This section should help you understand key aspects of the NUOPC Layer design that are critical for writing the code to make your model NUOPC Layer compliant. The NUOPC Layer includes four kinds of generic components, each with a different purpose in a coupled application. One kind of generic component is the NUOPC Model, a component that wraps a model code (such as an atmosphere, ocean, or ice model) such that it exposes the set of interfaces defined by the NUOPC specification. You will work primarily with the NUOPC Model generic component in order to make your model NUOPC Layer compliant.
This documentation focuses primarily on the NUOPC Model Component. However, you should be aware that there are four kinds of generic components implemented in the NUOPC Layer:
A key design idea behind NUOPC is that a lot of code (and therefore behavior) is provided for you. This code is provided via the four generic components included with the NUOPC library, plus some additional utility routines. The NUOPC Model generic component implements most of the initialization and run behavior for you, but you have to supply some key parts of the implementation that are specific to your model. The process of supplying your custom code that completes the generic NUOPC Model component is called specialization. In other words, you are specializing the generic component to work for your particular model. Any parts of the code that you do not specialize are inherited from the generic component.
Those familiar with object-oriented programming will recognize the ideas of specialization and inheritance. Since the NUOPC Layer is written in Fortran 90, which has limited support for object-oriented programming, your specialization code is provided in Fortran subroutines which are registered with NUOPC using function pointers. NUOPC makes callbacks into your code when required to execute the specialization code.
However, as detailed in the section 3.2, if your model is currently embedded as a subsystem in a larger application and cannot be built independently, you must first take steps to modularize the code and remove dependencies to other models before beginning the NUOPC implementation.
The creation of a NUOPC cap does not mean that your model must always be run as a NUOPC component. Existing models can retain their native modes of operation, and running your model in NUOPC mode becomes a configuration option.
The NUOPC cap becomes a new locus of control for your model when your model is run in NUOPC mode. In other words, it will make calls into your model code to initialize your model and step it forward in time. One result of this is that the very top level main program of your model may not be used at all when your model is run in NUOPC mode. This is because all models participating in a coupled NUOPC application will be controlled by a separate generic component: the NUOPC Driver.

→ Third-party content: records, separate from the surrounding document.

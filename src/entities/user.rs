use sea_orm::entity::prelude::*;

use super::sea_orm_active_enums::Role;

#[derive(Clone, Debug, PartialEq, DeriveEntityModel, Eq)]
#[sea_orm(table_name = "user")]
pub struct Model {
    #[sea_orm(primary_key, auto_increment = false)]
    pub id: String,

    pub first_name: String,
    pub last_name: String,
    pub user_name: Option<String>,

    #[sea_orm(unique)]
    pub email: String,

    pub password: String,
    pub role: Role,

    pub otp: Option<String>,
    pub otp_expires_at: Option<DateTimeWithTimeZone>,

    pub created_at: DateTimeWithTimeZone,
}

#[derive(Copy, Clone, Debug, EnumIter, DeriveRelation)]
pub enum Relation {}

impl ActiveModelBehavior for ActiveModel {}
use async_trait::async_trait;
use chrono::Utc;
use nanoid::nanoid;
use sea_orm::{ActiveModelTrait, ActiveValue::Set, DatabaseConnection};

use crate::{entities::audit_log, errors::ApiError};

pub struct AuditEntry {
    pub action: String,
    pub message: String,
    pub performed_by: String,
    pub target_entity: String,
    pub target: String,
}

/// Write side of the audit trail. Task handlers depend on this seam so the
/// audit storage stays swappable and the module graph stays acyclic.
#[async_trait]
pub trait AuditSink: Send + Sync {
    async fn record(&self, entry: AuditEntry) -> Result<audit_log::Model, ApiError>;
}

pub struct DbAuditSink {
    db: DatabaseConnection,
}

impl DbAuditSink {
    pub fn new(db: DatabaseConnection) -> Self {
        Self { db }
    }
}

#[async_trait]
impl AuditSink for DbAuditSink {
    async fn record(&self, entry: AuditEntry) -> Result<audit_log::Model, ApiError> {
        let row = audit_log::ActiveModel {
            id: Set(nanoid!()),
            action: Set(entry.action),
            message: Set(entry.message),
            performed_by: Set(entry.performed_by),
            target_entity: Set(entry.target_entity),
            target: Set(entry.target),
            timestamp: Set(Utc::now().fixed_offset()),
        };

        Ok(row.insert(&self.db).await?)
    }
}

Putting control into a separate driver enables synchronization of all models participating in a coupled application, allows NUOPC to control when each model component runs (and for how long), and allows NUOPC to intercept and inject variables produced and required by your model at key parts during execution. Once you have a working NUOPC cap (you only need to implement it once), you have an interoperable component that can be used in systems with other NUOPC components.
We also provide tools to help you check whether your cap is NUOPC-compliant. NUOPC Compliance can be evaluated using a combination of two tools, the Component Explorer and the Compliance Checker, included in the ESMF/NUOPC software distribution. More information is provided in sections 3.8 and 3.10.